▶ [Assigned task]: The data below holds the lines to copy: everything from the line containing "for asset in assets" to the line containing "let mut file = tempfile::Builder::new()", both ends included, set down exactly.

▶ [Supplied data]:
^^^^
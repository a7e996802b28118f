//! Asset materialization
//!
//! File assets become real temporary files for the lifetime of one
//! scenario. String assets are kept as-is and quoted at interpolation time.

use std::io::Write;
use std::path::Path;

use tempfile::TempPath;

use super::config::{Asset, AssetKind};
use crate::common::{Error, Result};

/// Prefix for every temporary asset file
const TEMP_PREFIX: &str = "cmdspec-";

/// An asset ready to be referenced by a command
#[derive(Debug)]
pub enum MaterializedAsset {
    /// Inline text
    String { name: String, content: String },
    /// A temporary file; removed when dropped or cleaned up
    File { name: String, path: TempPath },
}

impl MaterializedAsset {
    pub fn name(&self) -> &str {
        match self {
            MaterializedAsset::String { name, .. } | MaterializedAsset::File { name, .. } => name,
        }
    }

    /// Path of the temporary file, if this is a file asset
    pub fn path(&self) -> Option<&Path> {
        match self {
            MaterializedAsset::File { path, .. } => Some(&**path),
            MaterializedAsset::String { .. } => None,
        }
    }
}

/// The materialized asset set of one scenario
///
/// Owns the temporary files. Dropping the set removes them, so an early
/// return through `?` still releases everything; `cleanup` does the same
/// explicitly and logs failures.
#[derive(Debug, Default)]
pub struct MaterializedAssets {
    assets: Vec<MaterializedAsset>,
}

impl MaterializedAssets {
    /// Materialize declared assets in order
    ///
    /// If one file cannot be created, files created so far are removed
    /// before the error is returned.
    pub fn materialize(assets: &[Asset]) -> Result<Self> {
        let mut materialized = Self::default();
        for asset in assets {
            let entry = match asset.kind {
                AssetKind::String => MaterializedAsset::String {
                    name: asset.name.clone(),
                    content: asset.content.clone(),
                },
                AssetKind::File => MaterializedAsset::File {
                    name: asset.name.clone(),
                    path: create_file(asset).map_err(|source| Error::AssetMaterialize {
                        name: asset.name.clone(),
                        source,
                    })?,
                },
            };
            if let Some(path) = entry.path() {
                tracing::debug!(asset = %asset.name, path = %path.display(), "materialized file asset");
            }
            materialized.assets.push(entry);
        }
        Ok(materialized)
    }

    /// Find an asset by name; the first declared match wins
    pub fn get(&self, name: &str) -> Option<&MaterializedAsset> {
        self.assets.iter().find(|a| a.name() == name)
    }

    pub fn len(&self) -> usize {
        self.assets.len()
    }

    pub fn is_empty(&self) -> bool {
        self.assets.is_empty()
    }

    /// Delete every materialized file
    ///
    /// Best effort: failures are logged and never reported to the caller.
    pub fn cleanup(self) {
        for asset in self.assets {
            if let MaterializedAsset::File { name, path } = asset {
                let shown = path.display().to_string();
                if let Err(e) = path.close() {
                    tracing::warn!(asset = %name, path = %shown, error = %e, "failed to remove asset file");
                }
            }
        }
    }
}

/// Suffix for the temporary file, taken from the asset name's extension
fn file_suffix(name: &str) -> String {
    Path::new(name)
        .extension()
        .and_then(|ext| ext.to_str())
        .map(|ext| format!(".{}", ext))
        .unwrap_or_default()
}

fn create_file(asset: &Asset) -> std::io::Result<TempPath> {
    let mut file = tempfile::Builder::new()
        .prefix(TEMP_PREFIX)
        .suffix(&file_suffix(&asset.name))
        .tempfile_in(std::path::absolute(std::env::temp_dir())?)?;
    file.write_all(asset.content.as_bytes())?;
    file.flush()?;

    #[cfg(unix)]
    {
        use std::os::unix::fs::PermissionsExt;
        std::fs::set_permissions(file.path(), std::fs::Permissions::from_mode(0o755))?;
    }

    // Close the handle so the file can be executed (avoids ETXTBSY) while
    // keeping delete-on-drop.
    Ok(file.into_temp_path())
}

#[cfg(test)]
mod tests {
    use super::*;

    #[test]
    fn test_suffix_from_name() {
        assert_eq!(file_suffix("script.sh"), ".sh");
        assert_eq!(file_suffix("data.tar.gz"), ".gz");
        assert_eq!(file_suffix("file1"), "");
        assert_eq!(file_suffix(".hidden"), "");
    }

    #[test]
    fn test_string_asset_passes_through() {
        let set = MaterializedAssets::materialize(&[Asset::string("greeting", "hello world")])
            .unwrap();
        match set.get("greeting").unwrap() {
            MaterializedAsset::String { content, .. } => assert_eq!(content, "hello world"),
            other => panic!("Expected string asset, got {:?}", other),
        }
        assert!(set.get("greeting").unwrap().path().is_none());
    }

    #[test]
    fn test_file_asset_written_and_removed() {
        let set = MaterializedAssets::materialize(&[Asset::file("input.txt", "Lorem ipsum")])
            .unwrap();
        let path = set.get("input.txt").unwrap().path().unwrap().to_path_buf();

        assert!(path.is_absolute());
        assert_eq!(path.extension().unwrap(), "txt");
        assert_eq!(std::fs::read_to_string(&path).unwrap(), "Lorem ipsum");

        set.cleanup();
        assert!(!path.exists());
    }

    #[test]
    fn test_file_asset_without_content_is_empty() {
        let asset: Asset = serde_yaml::from_str("type: file\nname: empty\n").unwrap();
        let set = MaterializedAssets::materialize(&[asset]).unwrap();
        let path = set.get("empty").unwrap().path().unwrap();
        assert_eq!(std::fs::metadata(path).unwrap().len(), 0);
    }

    #[cfg(unix)]
    #[test]
    fn test_file_asset_is_executable() {
        use std::os::unix::fs::PermissionsExt;

        let set = MaterializedAssets::materialize(&[Asset::file("run.sh", "echo hi\n")]).unwrap();
        let path = set.get("run.sh").unwrap().path().unwrap();
        let mode = std::fs::metadata(path).unwrap().permissions().mode();
        assert_ne!(mode & 0o100, 0);
    }

    #[test]
    fn test_cleanup_tolerates_already_removed_file() {
        let set = MaterializedAssets::materialize(&[Asset::file("gone.txt", "x")]).unwrap();
        let path = set.get("gone.txt").unwrap().path().unwrap().to_path_buf();
        std::fs::remove_file(&path).unwrap();

        set.cleanup();
        assert!(!path.exists());
    }

    #[test]
    fn test_drop_removes_files() {
        let set = MaterializedAssets::materialize(&[Asset::file("a", "x")]).unwrap();
        let path = set.get("a").unwrap().path().unwrap().to_path_buf();
        drop(set);
        assert!(!path.exists());
    }

    #[test]
    fn test_first_declared_match_wins() {
        let set = MaterializedAssets::materialize(&[
            Asset::string("dup", "first"),
            Asset::string("dup", "second"),
        ])
        .unwrap();
        match set.get("dup").unwrap() {
            MaterializedAsset::String { content, .. } => assert_eq!(content, "first"),
            other => panic!("Expected string asset, got {:?}", other),
        }
        assert_eq!(set.len(), 2);
    }
}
^^^^
▶ [Response to the task]:
        for asset in assets {
            let entry = match asset.kind {
                AssetKind::String => MaterializedAsset::String {
                    name: asset.name.clone(),
                    content: asset.content.clone(),
                },
                AssetKind::File => MaterializedAsset::File {
                    name: asset.name.clone(),
                    path: create_file(asset).map_err(|source| Error::AssetMaterialize {
                        name: asset.name.clone(),
                        source,
                    })?,
                },
            };
            if let Some(path) = entry.path() {
                tracing::debug!(asset = %asset.name, path = %path.display(), "materialized file asset");
            }
            materialized.assets.push(entry);
        }
        Ok(materialized)
    }

    /// Find an asset by name; the first declared match wins
    pub fn get(&self, name: &str) -> Option<&MaterializedAsset> {
        self.assets.iter().find(|a| a.name() == name)
    }

    pub fn len(&self) -> usize {
        self.assets.len()
    }

    pub fn is_empty(&self) -> bool {
        self.assets.is_empty()
    }

    /// Delete every materialized file
    ///
    /// Best effort: failures are logged and never reported to the caller.
    pub fn cleanup(self) {
        for asset in self.assets {
            if let MaterializedAsset::File { name, path } = asset {
                let shown = path.display().to_string();
                if let Err(e) = path.close() {
                    tracing::warn!(asset = %name, path = %shown, error = %e, "failed to remove asset file");
                }
            }
        }
    }
}

/// Suffix for the temporary file, taken from the asset name's extension
fn file_suffix(name: &str) -> String {
    Path::new(name)
        .extension()
        .and_then(|ext| ext.to_str())
        .map(|ext| format!(".{}", ext))
        .unwrap_or_default()
}

fn create_file(asset: &Asset) -> std::io::Result<TempPath> {
    let mut file = tempfile::Builder::new()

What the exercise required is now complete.